═════ GIVEN INFORMATION ═════

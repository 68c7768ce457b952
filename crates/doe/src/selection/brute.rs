use super::{SelectionStrategy, combination_score};
use crate::errors::{MorrisError, Result};
use crate::utils::{binomial, combinations};
use linfa::Float;
use log::debug;
use ndarray::Array2;
use rayon::prelude::*;

/// Number of combinations scored at once
const CHUNK_SIZE: usize = 100_000;

/// Exhaustive search of the combination of k trajectories with maximum score.
///
/// Combinations are enumerated in lexicographic order and scored in parallel.
/// When several combinations reach the maximum score, the first one in
/// lexicographic order is selected, hence the result does not depend on
/// the parallel execution.
///
/// The cost grows as C(N, k), only use it for small number of trajectories.
#[derive(Clone, Copy, Debug, Default)]
pub struct BruteForce;

impl<F: Float> SelectionStrategy<F> for BruteForce {
    fn find_most_distant(&self, distances: &Array2<F>, k_choices: usize) -> Result<Vec<usize>> {
        let n = distances.nrows();
        if k_choices < 2 || k_choices >= n {
            return Err(MorrisError::InvalidValueError(format!(
                "number of selected trajectories ({k_choices}) should be in [2, {n})"
            )));
        }
        let n_combos =
            binomial(n, k_choices).ok_or(MorrisError::TooManyCombinations(n, k_choices))?;
        debug!("Brute force search among {n_combos} combinations");

        let mut best: Option<(usize, F, Vec<usize>)> = None;
        let mut combos = combinations(n, k_choices);
        let mut offset = 0;
        loop {
            let chunk: Vec<Vec<usize>> = combos.by_ref().take(CHUNK_SIZE).collect();
            if chunk.is_empty() {
                break;
            }
            let chunk_best = chunk
                .par_iter()
                .enumerate()
                .map(|(i, combo)| (offset + i, combination_score(distances, combo)))
                .reduce_with(|a, b| {
                    // total order on (score, index): first combination wins ties
                    if b.1 > a.1 || (b.1 == a.1 && b.0 < a.0) {
                        b
                    } else {
                        a
                    }
                });
            if let Some((index, score)) = chunk_best {
                if best.as_ref().is_none_or(|(_, best_score, _)| score > *best_score) {
                    best = Some((index, score, chunk[index - offset].clone()));
                }
            }
            offset += chunk.len();
        }

        best.map(|(_, _, combo)| combo)
            .ok_or(MorrisError::InvalidValueError(
                "no combination of trajectories to select from".to_string(),
            ))
    }
}

#[cfg(test)]
mod tests {
    use super::*;
    use crate::selection::compute_distance_matrix;
    use crate::selection::tests::fixture_sample;
    use ndarray::array;

    #[test]
    fn test_brute_force_fixture() {
        let distances = compute_distance_matrix(&fixture_sample(), 6, 2).unwrap();
        let selected = BruteForce.find_most_distant(&distances, 4).unwrap();
        assert_eq!(selected, vec![0, 2, 3, 5]);
    }

    #[test]
    fn test_brute_force_first_wins_ties() {
        // all trajectories equally spread
        let distances = Array2::from_shape_fn((5, 5), |(i, j)| if i == j { 0. } else { 1. });
        let selected = BruteForce.find_most_distant(&distances, 3).unwrap();
        assert_eq!(selected, vec![0, 1, 2]);
    }

    #[test]
    fn test_brute_force_max_pair() {
        let distances = array![[0., 1., 5., 2.], [1., 0., 1., 3.], [5., 1., 0., 5.], [2., 3., 5., 0.]];
        // (0, 2) and (2, 3) tie: the first in lexicographic order is kept
        let selected = BruteForce.find_most_distant(&distances, 2).unwrap();
        assert_eq!(selected, vec![0, 2]);
        let selected = BruteForce.find_most_distant(&distances, 3).unwrap();
        assert_eq!(selected, vec![0, 2, 3]);
    }

    #[test]
    fn test_brute_force_too_many_choices() {
        let distances = Array2::<f64>::zeros((3, 3));
        assert!(BruteForce.find_most_distant(&distances, 3).is_err());
    }
}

═════

YOUR TASK =>
Only the lines from the one containing "combination of trajectories" through the end of the records above belong in the output, each exactly as it stands, both ends included.

RESPONSE AREA =>
                "no combination of trajectories to select from".to_string(),
            ))
    }
}

#[cfg(test)]
mod tests {
    use super::*;
    use crate::selection::compute_distance_matrix;
    use crate::selection::tests::fixture_sample;
    use ndarray::array;

    #[test]
    fn test_brute_force_fixture() {
        let distances = compute_distance_matrix(&fixture_sample(), 6, 2).unwrap();
        let selected = BruteForce.find_most_distant(&distances, 4).unwrap();
        assert_eq!(selected, vec![0, 2, 3, 5]);
    }

    #[test]
    fn test_brute_force_first_wins_ties() {
        // all trajectories equally spread
        let distances = Array2::from_shape_fn((5, 5), |(i, j)| if i == j { 0. } else { 1. });
        let selected = BruteForce.find_most_distant(&distances, 3).unwrap();
        assert_eq!(selected, vec![0, 1, 2]);
    }

    #[test]
    fn test_brute_force_max_pair() {
        let distances = array![[0., 1., 5., 2.], [1., 0., 1., 3.], [5., 1., 0., 5.], [2., 3., 5., 0.]];
        // (0, 2) and (2, 3) tie: the first in lexicographic order is kept
        let selected = BruteForce.find_most_distant(&distances, 2).unwrap();
        assert_eq!(selected, vec![0, 2]);
        let selected = BruteForce.find_most_distant(&distances, 3).unwrap();
        assert_eq!(selected, vec![0, 2, 3]);
    }

    #[test]
    fn test_brute_force_too_many_choices() {
        let distances = Array2::<f64>::zeros((3, 3));
        assert!(BruteForce.find_most_distant(&distances, 3).is_err());
    }
}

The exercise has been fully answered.